Sourdough Donuts 4 Ways

These sourdough donuts will be your new favorite way to use your sourdough starter. They are naturally leavened and come out perfectly light and fluffy. 

This donut recipe is the ultimate baked good. They are perfect for a weekend breakfast or special occasion brunch.

Ever since I created my own sourdough starter I have fallen in love with the flavor and health benefits every time I use it. The best part about sourdough is you can use it for so many different recipes. You can even use the sourdough discard to give an extra health boost to things like muffins or pancakes.

If you are new to the sourdough game we have a whole course on it in the More Momma Cooking School. Chef Eva, the class instructor covers everything from how to make a sourdough starter to troubleshooting issues. She includes dozens of recipes and tutorials too!

This recipe is made with sourdough starter, but you can also make this recipe with dry active yeast. The recipe substitutions are in the recipe card section below.

And don’t forget this recipe works for donut holes, twist and bars.

Sourdough Starter:

sourdough starter

Make sure your sourdough starter is active and bubbly for this recipe. I recommend feeding it about 4 hours before you will use it in the recipe. Let it sit out at room temperature on the counter to double in size.

If you need help with feeding your yeast check out how to feed your sourdough starter here.

4 Varieties:

We made four different varieties of icings. The icings are salted caramel, dark chocolate, strawberry lemonade, and pina colada. 

I couldn’t decide which icing I wanted to make so I had to make all four. They are all delicious.  

To make the 4 different varieties start with the donut base recipe. Then top with the icing choices below.

Option 1: Salted Caramel

Salted Caramel Sourdough Donuts

For this option combine powdered sugar with pre-made salted caramel sauce. I like to use a thicker caramel for this icing. Trader Joe’s has a delicious salted caramel.

Then thin the icing out with milk to desired consistency.

I like to top this option with Maldon flaked sea salt.

Option 2: Dark Chocolate

chocolate sourdough donut

Combine powdered sugar with dark cocoa powder. Then thin the icing with milk until desired consistency.

I like to top this option with multicolored sprinkles but you can top with nuts or heath bits too! 
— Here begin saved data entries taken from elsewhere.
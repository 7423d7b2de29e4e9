//! Patients

mod errors;
mod handlers;

pub(crate) use handlers::*;
//! Appointments service.

use async_trait::async_trait;
use mockall::automock;
use sqlx::{Postgres, Transaction};
use tracing::{debug, warn};

use crate::{
    database::Db,
    domain::{
        appointments::{
            data::NewAppointment,
            errors::AppointmentsServiceError,
            records::{AppointmentId, AppointmentRecord},
            repository::PgAppointmentsRepository,
            schedule::TimeSlot,
        },
        doctors::repository::PgDoctorsRepository,
        patients::repository::PgPatientsRepository,
        rooms::repository::PgRoomsRepository,
    },
};

#[derive(Debug, Clone)]
pub struct PgAppointmentsService {
    db: Db,
    appointments_repository: PgAppointmentsRepository,
    doctors_repository: PgDoctorsRepository,
    patients_repository: PgPatientsRepository,
    rooms_repository: PgRoomsRepository,
}

impl PgAppointmentsService {
    #[must_use]
    pub fn new(db: Db) -> Self {
        Self {
            db,
            appointments_repository: PgAppointmentsRepository::new(),
            doctors_repository: PgDoctorsRepository::new(),
            patients_repository: PgPatientsRepository::new(),
            rooms_repository: PgRoomsRepository::new(),
        }
    }

    async fn ensure_references_exist(
        &self,
        tx: &mut Transaction<'_, Postgres>,
        appointment: &NewAppointment,
    ) -> Result<(), AppointmentsServiceError> {
        let doctor = self
            .doctors_repository
            .find_doctor(tx, appointment.doctor)
            .await?;

        let patient = self
            .patients_repository
            .find_patient(tx, appointment.patient)
            .await?;

        let room = self
            .rooms_repository
            .find_room(tx, &appointment.room_name)
            .await?;

        if doctor.is_none() || patient.is_none() || room.is_none() {
            debug!(
                doctor = %appointment.doctor,
                patient = %appointment.patient,
                room = %appointment.room_name,
                "appointment references a missing doctor, patient or room"
            );

            return Err(AppointmentsServiceError::InvalidReference);
        }

        Ok(())
    }
}

#[async_trait]
impl AppointmentsService for PgAppointmentsService {
    async fn list_appointments(&self) -> Result<Vec<AppointmentRecord>, AppointmentsServiceError> {
        let mut tx = self.db.begin_transaction().await?;

        let appointments = self
            .appointments_repository
            .list_appointments(&mut tx)
            .await?;

        tx.commit().await?;

        Ok(appointments)
    }

    async fn get_appointment(
        &self,
        appointment: AppointmentId,
    ) -> Result<AppointmentRecord, AppointmentsServiceError> {
        let mut tx = self.db.begin_transaction().await?;

        let appointment = self
            .appointments_repository
            .find_appointment(&mut tx, appointment)
            .await?
            .ok_or(AppointmentsServiceError::NotFound)?;

        tx.commit().await?;

        Ok(appointment)
    }

    async fn admit_appointment(
        &self,
        appointment: NewAppointment,
    ) -> Result<AppointmentRecord, AppointmentsServiceError> {
        let slot = TimeSlot::new(appointment.starts_at, appointment.finishes_at)?;

        // Held until commit or rollback, so the scan below and the insert are
        // not interleaved with another admission.
        let mut tx = self.db.begin_admission_transaction().await?;

        self.ensure_references_exist(&mut tx, &appointment).await?;

        let sharing = self
            .appointments_repository
            .list_sharing_appointments(
                &mut tx,
                appointment.doctor,
                appointment.patient,
                &appointment.room_name,
            )
            .await?;

        if let Some(existing) = sharing
            .iter()
            .find(|existing| existing.conflicts_with(&appointment, &slot))
        {
            warn!(
                conflicting_appointment = %existing.id,
                "rejected appointment overlapping an existing booking"
            );

            return Err(AppointmentsServiceError::Overlap);
        }

        let id = self
            .appointments_repository
            .create_appointment(&mut tx, &appointment, slot)
            .await?;

        let admitted = self
            .appointments_repository
            .find_appointment(&mut tx, id)
            .await?
            .ok_or(AppointmentsServiceError::NotFound)?;

        tx.commit().await?;

        Ok(admitted)
    }

    async fn delete_appointment(
        &self,
        appointment: AppointmentId,
    ) -> Result<(), AppointmentsServiceError> {
        let mut tx = self.db.begin_transaction().await?;

        let rows_affected = self
            .appointments_repository
            .delete_appointment(&mut tx, appointment)
            .await?;

        if rows_affected == 0 {
            return Err(AppointmentsServiceError::NotFound);
        }

        tx.commit().await?;

        Ok(())
    }

    async fn delete_appointments(&self) -> Result<(), AppointmentsServiceError> {
        let mut tx = self.db.begin_transaction().await?;

        self.appointments_repository
            .delete_appointments(&mut tx)
            .await?;

        tx.commit().await?;

        Ok(())
    }
}

#[automock]
#[async_trait]
pub trait AppointmentsService: Send + Sync {
    /// Retrieves all appointments, ordered by id.
    async fn list_appointments(&self) -> Result<Vec<AppointmentRecord>, AppointmentsServiceError>;

    /// Retrieve a single appointment.
    async fn get_appointment(
        &self,
        appointment: AppointmentId,
    ) -> Result<AppointmentRecord, AppointmentsServiceError>;

    /// Admits a candidate appointment unless it double-books its doctor,
    /// patient or room.
    async fn admit_appointment(
        &self,
        appointment: NewAppointment,
    ) -> Result<AppointmentRecord, AppointmentsServiceError>;

    /// Deletes an appointment with the given id.
    async fn delete_appointment(
        &self,
        appointment: AppointmentId,
    ) -> Result<(), AppointmentsServiceError>;

    /// Deletes every appointment.
    async fn delete_appointments(&self) -> Result<(), AppointmentsServiceError>;
}
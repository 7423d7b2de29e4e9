//! Patient Index Handler

use salvo::prelude::*;

use crate::{
    patients::{errors::into_status_error, get::PatientResponse},
    extensions::*,
};

/// Patient Index Handler
///
/// Returns every patient, possibly none.
#[endpoint(tags("patients"), summary = "List Patients")]
pub(crate) async fn handler(depot: &mut Depot) -> Result<Json<Vec<PatientResponse>>, StatusError> {
    let state = depot.state_or_500()?;

    let patients = state
        .app
        .patients
        .list_patients()
        .await
        .map_err(into_status_error)?;

    Ok(Json(patients.into_iter().map(Into::into).collect()))
}

#[cfg(test)]
mod tests {
    use salvo::test::{ResponseExt, TestClient};
    use testresult::TestResult;

    use hospital_app::{
        database::SqlError,
        domain::patients::{PatientsServiceError, MockPatientsService},
    };

    use crate::test_helpers::{is_json, make_patient, patients_service};

    use super::*;

    #[tokio::test]
    async fn test_index_returns_empty_array() -> TestResult {
        let mut patients = MockPatientsService::new();

        patients
            .expect_list_patients()
            .once()
            .return_once(|| Ok(vec![]));

        let mut res = TestClient::get("http://example.com/api/patients")
            .send(&patients_service(patients))
            .await;

        let body: Vec<PatientResponse> = res.take_json().await?;

        assert_eq!(res.status_code, Some(StatusCode::OK));
        assert!(is_json(&res), "expected a JSON response");
        assert!(body.is_empty());

        Ok(())
    }

    #[tokio::test]
    async fn test_index_returns_patients_in_order() -> TestResult {
        let mut patients = MockPatientsService::new();

        patients
            .expect_list_patients()
            .once()
            .return_once(|| Ok(vec![make_patient(1), make_patient(2)]));

        let body: Vec<PatientResponse> = TestClient::get("http://example.com/api/patients")
            .send(&patients_service(patients))
            .await
            .take_json()
            .await?;

        let ids: Vec<i64> = body.iter().map(|patient| patient.id).collect();

        assert_eq!(ids, vec![1, 2]);

        Ok(())
    }

    #[tokio::test]
    async fn test_index_storage_failure_returns_500() {
        let mut patients = MockPatientsService::new();

        patients
            .expect_list_patients()
            .once()
            .return_once(|| Err(PatientsServiceError::Sql(SqlError::PoolClosed)));

        let res = TestClient::get("http://example.com/api/patients")
            .send(&patients_service(patients))
            .await;

        assert_eq!(res.status_code, Some(StatusCode::INTERNAL_SERVER_ERROR));
    }
}
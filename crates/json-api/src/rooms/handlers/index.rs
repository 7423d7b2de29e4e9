//! Room Index Handler

use salvo::prelude::*;

use crate::{
    extensions::*,
    rooms::{errors::into_status_error, get::RoomResponse},
};

/// Room Index Handler
#[endpoint(tags("rooms"), summary = "List Rooms")]
pub(crate) async fn handler(depot: &mut Depot) -> Result<Json<Vec<RoomResponse>>, StatusError> {
    let state = depot.state_or_500()?;

    let rooms = state
        .app
        .rooms
        .list_rooms()
        .await
        .map_err(into_status_error)?;

    Ok(Json(rooms.into_iter().map(Into::into).collect()))
}

#[cfg(test)]
mod tests {
    use salvo::test::{ResponseExt, TestClient};
    use testresult::TestResult;

    use hospital_app::domain::rooms::MockRoomsService;

    use crate::test_helpers::{is_json, make_room, rooms_service};

    use super::*;

    #[tokio::test]
    async fn test_index_returns_rooms() -> TestResult {
        let mut rooms = MockRoomsService::new();

        rooms
            .expect_list_rooms()
            .once()
            .return_once(|| Ok(vec![make_room("Dermatology"), make_room("Operations")]));

        let mut res = TestClient::get("http://example.com/api/rooms")
            .send(&rooms_service(rooms))
            .await;

        let body: Vec<RoomResponse> = res.take_json().await?;
        let names: Vec<&str> = body.iter().map(|room| room.room_name.as_str()).collect();

        assert_eq!(res.status_code, Some(StatusCode::OK));
        assert!(is_json(&res), "expected a JSON response");
        assert_eq!(names, vec!["Dermatology", "Operations"]);

        Ok(())
    }
}
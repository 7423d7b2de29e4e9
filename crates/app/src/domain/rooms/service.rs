//! Rooms service.

use async_trait::async_trait;
use mockall::automock;

use crate::{
    database::Db,
    domain::rooms::{
        data::NewRoom, errors::RoomsServiceError, records::RoomRecord,
        repository::PgRoomsRepository,
    },
};

#[derive(Debug, Clone)]
pub struct PgRoomsService {
    db: Db,
    repository: PgRoomsRepository,
}

impl PgRoomsService {
    #[must_use]
    pub fn new(db: Db) -> Self {
        Self {
            db,
            repository: PgRoomsRepository::new(),
        }
    }
}

#[async_trait]
impl RoomsService for PgRoomsService {
    async fn list_rooms(&self) -> Result<Vec<RoomRecord>, RoomsServiceError> {
        let mut tx = self.db.begin_transaction().await?;

        let rooms = self.repository.list_rooms(&mut tx).await?;

        tx.commit().await?;

        Ok(rooms)
    }

    async fn get_room(&self, room_name: String) -> Result<RoomRecord, RoomsServiceError> {
        let mut tx = self.db.begin_transaction().await?;

        let room = self
            .repository
            .find_room(&mut tx, &room_name)
            .await?
            .ok_or(RoomsServiceError::NotFound)?;

        tx.commit().await?;

        Ok(room)
    }

    async fn create_room(&self, room: NewRoom) -> Result<RoomRecord, RoomsServiceError> {
        let mut tx = self.db.begin_transaction().await?;

        let created = self.repository.create_room(&mut tx, room).await?;

        tx.commit().await?;

        Ok(created)
    }

    async fn delete_room(&self, room_name: String) -> Result<(), RoomsServiceError> {
        let mut tx = self.db.begin_transaction().await?;

        let rows_affected = self.repository.delete_room(&mut tx, &room_name).await?;

        if rows_affected == 0 {
            return Err(RoomsServiceError::NotFound);
        }

        tx.commit().await?;

        Ok(())
    }

    async fn delete_rooms(&self) -> Result<(), RoomsServiceError> {
        let mut tx = self.db.begin_transaction().await?;

        self.repository.delete_rooms(&mut tx).await?;

        tx.commit().await?;

        Ok(())
    }
}

#[automock]
#[async_trait]
pub trait RoomsService: Send + Sync {
    /// Retrieves all rooms, ordered by name.
    async fn list_rooms(&self) -> Result<Vec<RoomRecord>, RoomsServiceError>;

    /// Retrieve a single room by name.
    async fn get_room(&self, room_name: String) -> Result<RoomRecord, RoomsServiceError>;

    /// Creates a room; names are unique.
    async fn create_room(&self, room: NewRoom) -> Result<RoomRecord, RoomsServiceError>;

    /// Deletes the room with the given name.
    async fn delete_room(&self, room_name: String) -> Result<(), RoomsServiceError>;

    /// Deletes every room.
    async fn delete_rooms(&self) -> Result<(), RoomsServiceError>;
}
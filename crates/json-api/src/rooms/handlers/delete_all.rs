//! Delete All Rooms Handler

use salvo::prelude::*;

use crate::{extensions::*, rooms::errors::into_status_error};

/// Delete All Rooms Handler
#[endpoint(
    tags("rooms"),
    summary = "Delete All Rooms",
    responses(
        (status_code = StatusCode::OK, description = "Rooms deleted"),
        (status_code = StatusCode::CONFLICT, description = "A room has appointments"),
    ),
)]
pub(crate) async fn handler(depot: &mut Depot) -> Result<StatusCode, StatusError> {
    depot
        .state_or_500()?
        .app
        .rooms
        .delete_rooms()
        .await
        .map_err(into_status_error)?;

    Ok(StatusCode::OK)
}

#[cfg(test)]
mod tests {
    use salvo::test::TestClient;

    use hospital_app::domain::rooms::{MockRoomsService, RoomsServiceError};

    use crate::test_helpers::rooms_service;

    use super::*;

    #[tokio::test]
    async fn test_delete_all_rooms_returns_200() {
        let mut rooms = MockRoomsService::new();

        rooms.expect_delete_rooms().once().return_once(|| Ok(()));

        let res = TestClient::delete("http://example.com/api/rooms")
            .send(&rooms_service(rooms))
            .await;

        assert_eq!(res.status_code, Some(StatusCode::OK));
    }

    #[tokio::test]
    async fn test_delete_all_rooms_while_booked_returns_409() {
        let mut rooms = MockRoomsService::new();

        rooms
            .expect_delete_rooms()
            .once()
            .return_once(|| Err(RoomsServiceError::Referenced));

        let res = TestClient::delete("http://example.com/api/rooms")
            .send(&rooms_service(rooms))
            .await;

        assert_eq!(res.status_code, Some(StatusCode::CONFLICT));
    }
}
Option 3: Strawberry Lemonade

strawberry lemonade sourdough donuts

For this option combine powdered sugar with mashed up strawberries, lemon zest and a little lemon juice.

Make sure the strawberries are mashed thoroughly.

Option 4: Pina Colada

pina colada sourdough donuts

Combine powdered sugar with coconut extract. Then thin the icing with milk until desired consistency.

Top the donuts with fresh pineapple, toasted coconut and a maraschino cherry.

Ingredients You Will Need For The Donut Base:

Active sourdough starter: Make sure your starter is bubbly.

Water: Use lukewarm water.

All purpose flour: Make sure your flour is not bleached.

Sugar: Use granulated sugar.

Butter: I like to use Kerrygold butter. Make sure it is softened. 

Eggs: You can leave your eggs out at room temperature for about 30 minutes if desired. This isn’t necessary but does help to incorporate everything easier.

Vanilla bean paste: You can also use vanilla extract in a 1 to 1 ratio. I prefer vanilla bean paste as it adds a rich concentrated vanilla flavor. You can see the beautiful vanilla beans running through your homemade donuts.

Salt: You always want to balance out the sweetness with a little salt. 

Vegetable oil: You could also use canola oil. 

How To Make Sourdough Donuts:

To make the donuts add the bubbly active starter and warm water to a stand mixer fitted with a dough hook.

Add sugar and stir.

Add eggs and softened butter.

Then add vanilla bean paste and salt. Mix to combine.

Then add the flour to the mixer. Mix to combine.

Top the bowl with plastic wrap and let sit on your counter for 4 hours.

Then transfer to the fridge and refrigerate for 24 hours.

Sprinkle a clean work surface lightly with flour. Remove the donut dough from the bowl and place on the floured surface.

Use a biscuit cutter to cut the dough into circles. Then use a smaller cutter to cut out the middle. Save these dough pieces to make donut holes.

Fry the donuts in hot oil until golden brown, about 30 seconds per side.

Remove the donuts with a slotted spoon and place them on a paper towel lined baking sheet.

Dip the donuts into the icing of choice on both sides and place on a cooling rack. Top with toppings and enjoy warm!

Topping Ideas:

If these four options don’t sound appetizing feel free to change up the flavors and make them your own.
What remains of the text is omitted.